How to complete this task: The answer must be every line of the data that holds the word "entry".

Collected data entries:

=== Begin Enclosure ===

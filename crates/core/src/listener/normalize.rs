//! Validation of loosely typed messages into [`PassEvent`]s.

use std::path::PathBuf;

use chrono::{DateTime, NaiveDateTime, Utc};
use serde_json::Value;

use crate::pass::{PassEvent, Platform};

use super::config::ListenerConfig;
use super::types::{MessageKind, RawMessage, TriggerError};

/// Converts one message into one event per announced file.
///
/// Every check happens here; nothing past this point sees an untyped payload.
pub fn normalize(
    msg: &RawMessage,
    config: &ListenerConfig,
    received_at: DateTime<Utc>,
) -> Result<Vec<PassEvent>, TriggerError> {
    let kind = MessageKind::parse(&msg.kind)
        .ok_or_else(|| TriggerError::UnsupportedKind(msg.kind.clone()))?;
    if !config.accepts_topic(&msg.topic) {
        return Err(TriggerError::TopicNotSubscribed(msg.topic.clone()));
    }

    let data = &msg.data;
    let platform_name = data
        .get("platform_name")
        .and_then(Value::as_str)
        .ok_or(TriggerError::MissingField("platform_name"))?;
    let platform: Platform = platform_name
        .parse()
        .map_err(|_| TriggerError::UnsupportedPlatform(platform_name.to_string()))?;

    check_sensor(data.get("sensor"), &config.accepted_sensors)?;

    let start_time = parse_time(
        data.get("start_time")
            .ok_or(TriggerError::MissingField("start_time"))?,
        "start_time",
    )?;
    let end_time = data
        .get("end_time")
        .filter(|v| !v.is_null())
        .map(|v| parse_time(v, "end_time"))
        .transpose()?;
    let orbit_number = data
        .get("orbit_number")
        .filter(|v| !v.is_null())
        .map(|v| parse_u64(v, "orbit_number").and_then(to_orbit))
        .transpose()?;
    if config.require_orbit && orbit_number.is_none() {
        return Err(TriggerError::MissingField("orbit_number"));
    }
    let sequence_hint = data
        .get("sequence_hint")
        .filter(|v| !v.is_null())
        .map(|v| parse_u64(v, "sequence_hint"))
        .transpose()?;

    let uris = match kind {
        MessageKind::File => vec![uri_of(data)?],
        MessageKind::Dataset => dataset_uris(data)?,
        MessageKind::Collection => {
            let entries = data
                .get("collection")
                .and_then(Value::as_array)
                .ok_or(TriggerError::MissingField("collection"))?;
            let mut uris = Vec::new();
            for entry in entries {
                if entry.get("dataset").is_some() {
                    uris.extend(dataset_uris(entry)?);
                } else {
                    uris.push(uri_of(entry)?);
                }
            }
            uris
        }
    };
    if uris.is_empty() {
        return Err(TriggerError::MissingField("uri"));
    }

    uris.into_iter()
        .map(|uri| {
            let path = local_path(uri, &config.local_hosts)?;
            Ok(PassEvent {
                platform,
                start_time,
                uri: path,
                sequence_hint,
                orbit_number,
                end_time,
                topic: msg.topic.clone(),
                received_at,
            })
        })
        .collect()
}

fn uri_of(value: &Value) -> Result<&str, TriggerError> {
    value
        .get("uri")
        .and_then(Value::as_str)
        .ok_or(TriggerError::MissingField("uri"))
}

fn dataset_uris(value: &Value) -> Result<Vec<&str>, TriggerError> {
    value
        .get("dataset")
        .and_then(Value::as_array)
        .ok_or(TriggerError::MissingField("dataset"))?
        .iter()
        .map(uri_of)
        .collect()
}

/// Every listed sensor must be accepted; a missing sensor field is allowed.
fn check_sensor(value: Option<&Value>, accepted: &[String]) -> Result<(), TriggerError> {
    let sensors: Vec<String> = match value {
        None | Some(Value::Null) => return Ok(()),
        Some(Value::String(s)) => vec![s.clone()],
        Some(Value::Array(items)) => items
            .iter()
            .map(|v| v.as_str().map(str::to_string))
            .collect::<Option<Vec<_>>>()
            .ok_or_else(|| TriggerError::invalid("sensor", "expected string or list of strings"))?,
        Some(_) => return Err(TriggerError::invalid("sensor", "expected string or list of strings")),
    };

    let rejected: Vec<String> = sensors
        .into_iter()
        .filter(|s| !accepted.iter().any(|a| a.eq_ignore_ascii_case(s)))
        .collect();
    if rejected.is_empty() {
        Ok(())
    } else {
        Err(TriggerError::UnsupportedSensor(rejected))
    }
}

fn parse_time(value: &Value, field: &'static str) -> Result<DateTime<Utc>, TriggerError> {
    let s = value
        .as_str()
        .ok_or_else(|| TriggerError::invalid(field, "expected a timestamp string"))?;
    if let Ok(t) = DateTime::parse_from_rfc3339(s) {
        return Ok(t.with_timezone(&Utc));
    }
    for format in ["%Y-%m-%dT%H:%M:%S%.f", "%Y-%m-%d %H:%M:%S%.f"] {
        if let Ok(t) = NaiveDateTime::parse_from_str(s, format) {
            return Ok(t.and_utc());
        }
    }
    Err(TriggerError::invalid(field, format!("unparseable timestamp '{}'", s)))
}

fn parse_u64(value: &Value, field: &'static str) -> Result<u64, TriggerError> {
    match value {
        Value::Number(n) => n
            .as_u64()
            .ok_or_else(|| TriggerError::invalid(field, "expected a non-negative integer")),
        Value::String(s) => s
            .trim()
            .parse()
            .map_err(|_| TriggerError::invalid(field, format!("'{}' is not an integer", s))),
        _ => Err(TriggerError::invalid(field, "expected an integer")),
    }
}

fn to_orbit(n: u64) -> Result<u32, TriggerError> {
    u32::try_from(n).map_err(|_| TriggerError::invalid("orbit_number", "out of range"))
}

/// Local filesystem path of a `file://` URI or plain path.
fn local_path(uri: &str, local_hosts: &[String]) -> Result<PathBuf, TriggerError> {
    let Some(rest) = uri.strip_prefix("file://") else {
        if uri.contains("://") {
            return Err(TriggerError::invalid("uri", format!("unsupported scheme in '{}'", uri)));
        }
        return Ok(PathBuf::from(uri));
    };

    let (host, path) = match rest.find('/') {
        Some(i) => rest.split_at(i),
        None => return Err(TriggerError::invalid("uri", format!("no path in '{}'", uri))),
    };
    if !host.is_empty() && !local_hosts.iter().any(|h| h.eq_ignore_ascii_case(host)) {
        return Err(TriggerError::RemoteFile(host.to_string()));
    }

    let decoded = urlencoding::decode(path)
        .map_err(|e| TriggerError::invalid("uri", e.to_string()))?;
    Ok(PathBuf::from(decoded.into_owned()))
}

=== End Enclosure ===

Result for this exercise:
            for entry in entries {
                if entry.get("dataset").is_some() {
                    uris.extend(dataset_uris(entry)?);
                    uris.push(uri_of(entry)?);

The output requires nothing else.